No matter where you grow, it may be an indoor farm, a greenhouse, or a vertical farm; there’s one thing they have in common: climate management. Being one of the biggest challenges of every grower, Dr. Greenhouse, Inc. is hosting a workshop on May 5-6, in Sacramento, CA. The workshop will touch upon a variety of topics, all grouped under the main theme of the event: HVAC Fundamentals for Indoor Plant Environments. “HVAC is very complicated,” says Dr. Nadia Sabe. “People understand lights, and that plants need to be watered and all of that, but the climate is oftentimes taken for granted.”
So, Dr. Nadia initially designed the workshop for growers only. Yet, she realized that many people in horticulture, and not only growers, are looking for information and understanding of how to manage their climate better. “The people that come to our workshop are growers, engineers, manufacturers and vendors, contractors, and even people from academia.” After two years of no workshop due to the pandemic, Dr. Greenhouse is set to return to educate horti people on the complexities of climate management.
In the two-day workshop, Dr. Nadia and other speakers will discuss everything HVAC, from load calculation, VPD, and energy balance to humidity and plant physiology. “It’s crucial for growers to understand how different seasons affect your ability to manage the climate,” she continues. “We specifically design HVAC to be hidden, and most people don’t directly interact with it. The easiest things to notice are lighting, irrigation, and nutrient deficiencies, all things that one can see with their eyes. With HVAC, that’s not so simple, and one has to consider that even climate management can have a big impact on nutrient deficiencies.”
At the same time, the workshop is not only strictly cultivation-related, but it will also touch upon other relevant topics, such as energy codes. “We will also stress the importance of considering energy codes coming out in various countries and states, and how to make one’s cultivation future proof.”
Practice the theory
Theory alone is not enough, and the workshop will also allow participants to practice what they learn. “I really want this to be interactive. We have several group exercises where participants will do some different experiments such as using different sensors to monitor leaf temperature,” Dr. Nadia explains.
The interaction though is not only on a speaker-audience level, but rather involves everyone equally. “I like the cross-pollination of this group,” says she. “Not only because it’s a great networking opportunity, but also because it allows growers, engineers, and everyone involved to share their challenges and let the room support them. That’s why we always greatly encourage people to ask questions and to speak out during our sessions.”
A common language for the industry
The goal of the workshop is not only to share knowledge and let people interact with each other and practice with that but also to provide a common language for all the horti people to discuss certain topics. “Everyone in the industry should know what it’s about when one talks about VPD, or about psychometric charts. Not only for growers to better grasp what engineers do, but also for engineers to further understand the complexities of CEA. In this way, not only growers can make informed decisions when talking HVAC with engineers, but also engineers would know that, for instance, what plant transpiration is and why it needs to be taken into account,” points out Nadia.

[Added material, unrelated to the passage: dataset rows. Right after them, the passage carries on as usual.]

// src/protocol.rs - Line-oriented host command grammar and wire emissions
//
// One ASCII command or response per newline-terminated line. Parsing is pure:
// malformed input never touches controller state.
use thiserror::Error;

use crate::control::{
    ActuatorState, MAX_READ_INTERVAL_MS, MAX_SETTABLE_TEMP, MIN_READ_INTERVAL_MS,
    MIN_SETTABLE_TEMP, Mode,
};
use crate::equalize::Equalized;
use crate::sensor::SensorReading;

#[derive(Debug, Clone, PartialEq)]
pub enum Command {
    SetTempRange { min: f64, max: f64 },
    SetFreq { interval_ms: u64 },
    ModeAuto,
    ModeManual,
    ManualHeat,
    ManualCool,
    ManualIdle,
    GetStatus,
    Reinit,
}

#[derive(Debug, Clone, Error, PartialEq)]
pub enum CommandError {
    /// Arity, numeric parse or bounds violation of SET_TEMP_RANGE. Accept
    /// condition: MIN_SETTABLE_TEMP <= min <= max <= MAX_SETTABLE_TEMP.
    #[error("SET_TEMP_RANGE_INVALID")]
    SetTempRangeInvalid,
    /// SET_FREQ outside [1000, 600000] ms or not an integer.
    #[error("SET_FREQ_OUT_OF_RANGE")]
    SetFreqOutOfRange,
    #[error("UNKNOWN_COMMAND")]
    Unknown(String),
}

impl CommandError {
    pub fn code(&self) -> &'static str {
        match self {
            CommandError::SetTempRangeInvalid => "SET_TEMP_RANGE_INVALID",
            CommandError::SetFreqOutOfRange => "SET_FREQ_OUT_OF_RANGE",
            CommandError::Unknown(_) => "UNKNOWN_COMMAND",
        }
    }

    pub fn details(&self) -> Option<&str> {
        match self {
            CommandError::Unknown(text) => Some(text.as_str()),
            _ => None,
        }
    }
}

/// Parse one received line. Split on `=`, then `,`; arity and numeric parse
/// are checked before bounds so the caller sees the specific violated
/// constraint, never a generic failure.
pub fn parse_command(line: &str) -> Result<Command, CommandError> {
    let line = line.trim();
    let (name, args) = match line.split_once('=') {
        Some((name, args)) => (name, Some(args)),
        None => (line, None),
    };

    match (name, args) {
        ("SET_TEMP_RANGE", Some(args)) => {
            let mut parts = args.split(',');
            let min = parse_float(parts.next()).ok_or(CommandError::SetTempRangeInvalid)?;
            let max = parse_float(parts.next()).ok_or(CommandError::SetTempRangeInvalid)?;
            if parts.next().is_some() {
                return Err(CommandError::SetTempRangeInvalid);
            }
            if !(MIN_SETTABLE_TEMP..=MAX_SETTABLE_TEMP).contains(&min)
                || !(MIN_SETTABLE_TEMP..=MAX_SETTABLE_TEMP).contains(&max)
                || min > max
            {
                return Err(CommandError::SetTempRangeInvalid);
            }
            Ok(Command::SetTempRange { min, max })
        }
        ("SET_FREQ", Some(args)) => {
            let interval_ms = args
                .trim()
                .parse::<u64>()
                .map_err(|_| CommandError::SetFreqOutOfRange)?;
            if !(MIN_READ_INTERVAL_MS..=MAX_READ_INTERVAL_MS).contains(&interval_ms) {
                return Err(CommandError::SetFreqOutOfRange);
            }
            Ok(Command::SetFreq { interval_ms })
        }
        ("MODE_AUTO", None) => Ok(Command::ModeAuto),
        ("MODE_MANUAL", None) => Ok(Command::ModeManual),
        ("MANUAL_HEAT", None) => Ok(Command::ManualHeat),
        ("MANUAL_COOL", None) => Ok(Command::ManualCool),
        ("MANUAL_IDLE", None) => Ok(Command::ManualIdle),
        ("GET_STATUS", None) => Ok(Command::GetStatus),
        ("REINIT", None) => Ok(Command::Reinit),
        _ => Err(CommandError::Unknown(line.to_string())),
    }
}

fn parse_float(field: Option<&str>) -> Option<f64> {
    field?.trim().parse::<f64>().ok().filter(|v| v.is_finite())
}

/// Read-only projection of controller state used to format DATA and STATUS
/// lines. Emitted, never retained.
#[derive(Debug, Clone, Copy)]
pub struct TelemetrySnapshot {
    pub uptime_s: f64,
    pub reading: SensorReading,
    pub target_min: f64,
    pub target_max: f64,
    pub state: ActuatorState,
    pub mode: Mode,
    pub read_interval_ms: u64,
    pub eq_active: bool,
    pub eq_started_s: f64,
}

pub fn cmd_recv_line(raw: &str) -> String {
    format!("CMD_RECV,{raw}")
}

pub fn info_line(message: &str) -> String {
    format!("INFO,{message}")
}

pub fn error_line(code: &str, details: Option<&str>) -> String {
    match details {
        Some(details) => format!("ERROR,{code},{details}"),
        None => format!("ERROR,{code}"),
    }
}

pub fn data_line(s: &TelemetrySnapshot) -> String {
    format!(
        "DATA,{:.2},{:.2},{:.2},{:.2},{},{}",
        s.uptime_s,
        s.reading.wire_value(),
        s.target_min,
        s.target_max,
        s.state,
        s.mode
    )
}

pub fn status_line(s: &TelemetrySnapshot) -> String {
    format!(
        "STATUS,{:.2},{:.2},{:.2},{:.2},{},{},{},{},{:.2}",
        s.uptime_s,
        s.reading.wire_value(),
        s.target_min,
        s.target_max,
        s.state,
        s.mode,
        s.read_interval_ms,
        if s.eq_active { "TIMING_EQ" } else { "NOT_TIMING_EQ" },
        s.eq_started_s
    )
}

pub fn equalized_line(e: &Equalized) -> String {
    format!(
        "EQUALIZED,{:.2},{:.2},{:.2}",
        e.target_min, e.target_max, e.duration_s
    )
}
// src/display.rs - Two-line local status panel
use std::sync::{Arc, Mutex};

use crate::control::{ActuatorState, ControlParams};
use crate::sensor::SensorReading;

/// The two-line summary shown on the local display: mode + actuator state,
/// then current temperature + target range.
#[derive(Debug, Clone, PartialEq, Eq)]
pub struct DisplayFrame {
    pub line1: String,
    pub line2: String,
}

pub fn render_frame(
    params: &ControlParams,
    state: ActuatorState,
    reading: SensorReading,
) -> DisplayFrame {
    let line1 = format!("{} {}", params.mode, state);
    let line2 = match reading {
        SensorReading::Valid(t) => format!(
            "{:.1}C [{:.1}-{:.1}]",
            t, params.target_min, params.target_max
        ),
        SensorReading::Fault => format!(
            "PROBE FAULT [{:.1}-{:.1}]",
            params.target_min, params.target_max
        ),
    };
    DisplayFrame { line1, line2 }
}

pub trait StatusDisplay: Send {
    fn render(&mut self, frame: &DisplayFrame);
}

/// Logs the panel content; stands in for a physical two-line display.
pub struct ConsoleDisplay;

impl StatusDisplay for ConsoleDisplay {
    fn render(&mut self, frame: &DisplayFrame) {
        tracing::info!(target: "display", "{} | {}", frame.line1, frame.line2);
    }
}

/// Records every rendered frame; used by tests to assert refresh behavior.
#[derive(Default)]
pub struct CapturingDisplay {
    frames: Arc<Mutex<Vec<DisplayFrame>>>,
}

impl CapturingDisplay {
    pub fn new() -> Self {
        Self::default()
    }

    pub fn frames(&self) -> Arc<Mutex<Vec<DisplayFrame>>> {
        self.frames.clone()
    }
}

impl StatusDisplay for CapturingDisplay {
    fn render(&mut self, frame: &DisplayFrame) {
        self.frames.lock().unwrap().push(frame.clone());
    }
}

All the major crops are going to be discussed during the workshop, with a special mention of upcoming crops such as berries and cannabis. “We will provide food, networking time, and we also have designated time off where we encourage people to go taste the food cultivated the way we discuss in the workshop,” she remarks. “I learned so much from my first workshop, and this was when it was a one-day event,” says Chanda Perman with Dr. Greenhouse. “Even if you are at the periphery of this tech, it's just so informative. Dr. Nadia makes it feel real, with real-life examples and experiments.”